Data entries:
◇ ◇ ◇ ◇ ◇ ◇ ◇

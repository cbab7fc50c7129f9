//! Index construction
//!
//! One linear pass over the expanded stream. Each structural header closes
//! its predecessor's span at the previous line; the last open entries close
//! at the highest attributed line. Lines matching no pattern contribute no
//! structure but stay available for search. The pass never fails: malformed
//! input yields a sparser index, not an error.

use std::collections::HashMap;
use std::sync::LazyLock;

use regex::Regex;

use crate::preproc::{is_comment_line, ExpandedSource};

use super::{
    Comment, CommentClass, DataItem, Division, DivisionName, LineSpan, Paragraph, Section,
    StructuralIndex,
};

static DIVISION_RE: LazyLock<Regex> = LazyLock::new(|| {
    Regex::new(r"(?i)^\s*(IDENTIFICATION|ID|ENVIRONMENT|DATA|PROCEDURE)\s+DIVISION(?:\s+USING\s+[^.]*)?\s*\.")
        .unwrap()
});
static SECTION_RE: LazyLock<Regex> = LazyLock::new(|| {
    Regex::new(r"(?i)^\s*([A-Z0-9][A-Z0-9-]*)\s+SECTION\s*(?:USING\s+[^.]*)?\s*\.").unwrap()
});
static PARAGRAPH_RE: LazyLock<Regex> =
    LazyLock::new(|| Regex::new(r"(?i)^\s*([A-Z0-9][A-Z0-9-]*)\s*\.\s*$").unwrap());
static DATA_ITEM_RE: LazyLock<Regex> =
    LazyLock::new(|| Regex::new(r"(?i)^\s*(\d{1,2})\s+([A-Z0-9][A-Z0-9-]*)(.*)$").unwrap());
static PIC_RE: LazyLock<Regex> = LazyLock::new(|| {
    Regex::new(r"(?i)\bPIC(?:TURE)?(?:\s+IS)?\s+([A-Z0-9()$*,+./-]+)").unwrap()
});

/// Scope terminators that would otherwise look like paragraph headers.
const NOT_PARAGRAPHS: &[&str] = &[
    "END-IF",
    "END-PERFORM",
    "END-EVALUATE",
    "END-READ",
    "END-WRITE",
    "END-REWRITE",
    "END-RETURN",
    "END-SEARCH",
    "END-STRING",
    "END-UNSTRING",
    "END-CALL",
    "END-COMPUTE",
    "END-ADD",
    "END-SUBTRACT",
    "END-MULTIPLY",
    "END-DIVIDE",
    "END-DELETE",
    "END-START",
    "END-ACCEPT",
    "END-DISPLAY",
    "END-EXEC",
];

#[derive(Debug, Clone)]
enum LineKind {
    Blank,
    Comment,
    Header(String),
    Code,
}

pub fn build_index(expanded: &ExpandedSource) -> StructuralIndex {
    let mut ix = StructuralIndex::default();

    let mut open_division: Option<usize> = None;
    let mut open_section: Option<usize> = None;
    let mut open_paragraph: Option<usize> = None;
    let mut current_division: Option<DivisionName> = None;
    let mut current_section: Option<String> = None;

    // Data item nesting by level number.
    let mut level_stack: Vec<(u8, String)> = Vec::new();
    let mut last_elementary: Option<String> = None;
    let mut last_01: Option<String> = None;

    let mut max_line = 0usize;
    // Root-source line kinds, for comment classification afterwards.
    let mut root_kinds: Vec<(usize, LineKind)> = Vec::new();
    let mut candidates: Vec<(usize, usize, String)> = Vec::new();

    for l in &expanded.lines {
        max_line = max_line.max(l.anchor);
        let root = l.file == 0;
        let text = l.text.as_str();

        if l.in_exec {
            if root {
                root_kinds.push((l.line, LineKind::Code));
            }
            continue;
        }
        if text.trim().is_empty() {
            if root {
                root_kinds.push((l.line, LineKind::Blank));
            }
            continue;
        }
        if is_comment_line(text) {
            if root {
                root_kinds.push((l.line, LineKind::Comment));
                let column = text
                    .chars()
                    .position(|c| c == '*' || c == '/')
                    .map(|p| p + 1)
                    .unwrap_or(1);
                candidates.push((l.line, column, text.trim().to_string()));
            }
            continue;
        }

        if let Some(caps) = DIVISION_RE.captures(text) {
            if let Some(name) = DivisionName::from_word(&caps[1]) {
                close(&mut ix.paragraphs, &mut open_paragraph, l.anchor, |p| &mut p.span);
                close(&mut ix.sections, &mut open_section, l.anchor, |s| &mut s.span);
                close(&mut ix.divisions, &mut open_division, l.anchor, |d| &mut d.span);
                ix.divisions.push(Division {
                    name,
                    span: LineSpan::new(l.anchor, l.anchor),
                });
                open_division = Some(ix.divisions.len() - 1);
                current_division = Some(name);
                current_section = None;
                level_stack.clear();
                if root {
                    root_kinds.push((l.line, LineKind::Header(name.as_str().to_string())));
                }
                continue;
            }
        }

        if let Some(caps) = SECTION_RE.captures(text) {
            if let Some(division) = current_division {
                let name = caps[1].to_ascii_uppercase();
                close(&mut ix.paragraphs, &mut open_paragraph, l.anchor, |p| &mut p.span);
                close(&mut ix.sections, &mut open_section, l.anchor, |s| &mut s.span);
                ix.sections.push(Section {
                    name: name.clone(),
                    division,
                    span: LineSpan::new(l.anchor, l.anchor),
                });
                open_section = Some(ix.sections.len() - 1);
                current_section = Some(name.clone());
                level_stack.clear();
                if root {
                    root_kinds.push((l.line, LineKind::Header(name)));
                }
                continue;
            }
        }

        if current_division == Some(DivisionName::Data) {
            if let Some(caps) = DATA_ITEM_RE.captures(text) {
                if let Ok(level) = caps[1].parse::<u8>() {
                    if matches!(level, 1..=49 | 66 | 77 | 88) {
                        let name = caps[2].to_ascii_uppercase();
                        let tail = &caps[3];
                        let picture = PIC_RE
                            .captures(tail)
                            .map(|p| p[1].trim_end_matches('.').to_string());
                        let parent = match level {
                            88 => last_elementary.clone(),
                            66 => last_01.clone(),
                            77 => {
                                level_stack.clear();
                                None
                            }
                            _ => {
                                while level_stack
                                    .last()
                                    .is_some_and(|(top, _)| *top >= level)
                                {
                                    level_stack.pop();
                                }
                                level_stack.last().map(|(_, n)| n.clone())
                            }
                        };
                        if level != 88 && level != 66 {
                            level_stack.push((level, name.clone()));
                            last_elementary = Some(name.clone());
                            if level == 1 || level == 77 {
                                last_01 = Some(name.clone());
                            }
                        }
                        ix.data_items.push(DataItem {
                            level,
                            name,
                            line: l.anchor,
                            picture,
                            parent,
                            section: current_section.clone(),
                        });
                        if root {
                            root_kinds.push((l.line, LineKind::Code));
                        }
                        continue;
                    }
                }
            }
        }

        if current_division == Some(DivisionName::Procedure) {
            if let Some(caps) = PARAGRAPH_RE.captures(text) {
                let name = caps[1].to_ascii_uppercase();
                // Headers live in area A (columns 8-11); a one-word sentence
                // like `GOBACK.` sits in area B and is not a paragraph.
                let indent = text.chars().take_while(|c| c.is_whitespace()).count();
                if indent <= 10 && !NOT_PARAGRAPHS.contains(&name.as_str()) {
                    close(&mut ix.paragraphs, &mut open_paragraph, l.anchor, |p| &mut p.span);
                    ix.paragraphs.push(Paragraph {
                        name: name.clone(),
                        section: current_section.clone(),
                        division: DivisionName::Procedure,
                        span: LineSpan::new(l.anchor, l.anchor),
                    });
                    open_paragraph = Some(ix.paragraphs.len() - 1);
                    if root {
                        root_kinds.push((l.line, LineKind::Header(name)));
                    }
                    continue;
                }
            }
        }

        if root {
            root_kinds.push((l.line, LineKind::Code));
        }
    }

    // EOF closes everything still open.
    close(&mut ix.paragraphs, &mut open_paragraph, max_line + 1, |p| &mut p.span);
    close(&mut ix.sections, &mut open_section, max_line + 1, |s| &mut s.span);
    close(&mut ix.divisions, &mut open_division, max_line + 1, |d| &mut d.span);

    ix.copies = expanded.copies.clone();
    ix.execs = expanded.execs.clone();
    ix.line_count = max_line;
    ix.comments = classify_comments(&ix, &root_kinds, candidates);
    ix
}

/// Terminate the open entry's span at `next_start - 1`, never before its own
/// first line.
fn close<T>(
    items: &mut [T],
    open: &mut Option<usize>,
    next_start: usize,
    span_of: impl Fn(&mut T) -> &mut LineSpan,
) {
    if let Some(i) = open.take() {
        let span = span_of(&mut items[i]);
        span.end = next_start.saturating_sub(1).max(span.start);
    }
}

/// Header comments introduce the next structural element; a comment run is
/// broken by code or by a gap in root line numbering (a consumed directive).
fn classify_comments(
    ix: &StructuralIndex,
    root_kinds: &[(usize, LineKind)],
    candidates: Vec<(usize, usize, String)>,
) -> Vec<Comment> {
    let mut attach: HashMap<usize, Option<String>> = HashMap::new();
    let mut carry: Option<String> = None;
    let mut prev_line = 0usize;
    for (line, kind) in root_kinds.iter().rev() {
        if prev_line != 0 && prev_line != line + 1 {
            carry = None;
        }
        match kind {
            LineKind::Header(name) => carry = Some(name.clone()),
            LineKind::Blank => {}
            LineKind::Comment => {
                attach.insert(*line, carry.clone());
            }
            LineKind::Code => carry = None,
        }
        prev_line = *line;
    }

    let paragraph_spans: Vec<LineSpan> = ix.paragraphs.iter().map(|p| p.span).collect();
    let section_spans: Vec<LineSpan> = ix.sections.iter().map(|s| s.span).collect();

    candidates
        .into_iter()
        .map(|(line, column, text)| {
            let attached = attach.get(&line).cloned().flatten();
            let class = if attached.is_some() {
                CommentClass::Header
            } else if inside_body(&paragraph_spans, line) || inside_body(&section_spans, line) {
                CommentClass::Inline
            } else {
                CommentClass::Orphan
            };
            Comment {
                line,
                column,
                text,
                class,
                attached_to: attached,
            }
        })
        .collect()
}

/// Strictly after a span's header line but within the span.
fn inside_body(spans: &[LineSpan], line: usize) -> bool {
    // Spans are ordered by start line.
    let idx = spans.partition_point(|s| s.start < line);
    idx > 0 && spans[idx - 1].start < line && line <= spans[idx - 1].end
}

◇ ◇ ◇ ◇ ◇ ◇ ◇

*DIRECTIONS*. Your task for the entries above: copy exactly the span starting with the line with "last_01 = Some(name.clone());" and going on through the line with "not a paragraph.", both lines included, and nothing else.

*REPLY TO THE TASK*.
                                last_01 = Some(name.clone());
                            }
                        }
                        ix.data_items.push(DataItem {
                            level,
                            name,
                            line: l.anchor,
                            picture,
                            parent,
                            section: current_section.clone(),
                        });
                        if root {
                            root_kinds.push((l.line, LineKind::Code));
                        }
                        continue;
                    }
                }
            }
        }

        if current_division == Some(DivisionName::Procedure) {
            if let Some(caps) = PARAGRAPH_RE.captures(text) {
                let name = caps[1].to_ascii_uppercase();
                // Headers live in area A (columns 8-11); a one-word sentence
                // like `GOBACK.` sits in area B and is not a paragraph.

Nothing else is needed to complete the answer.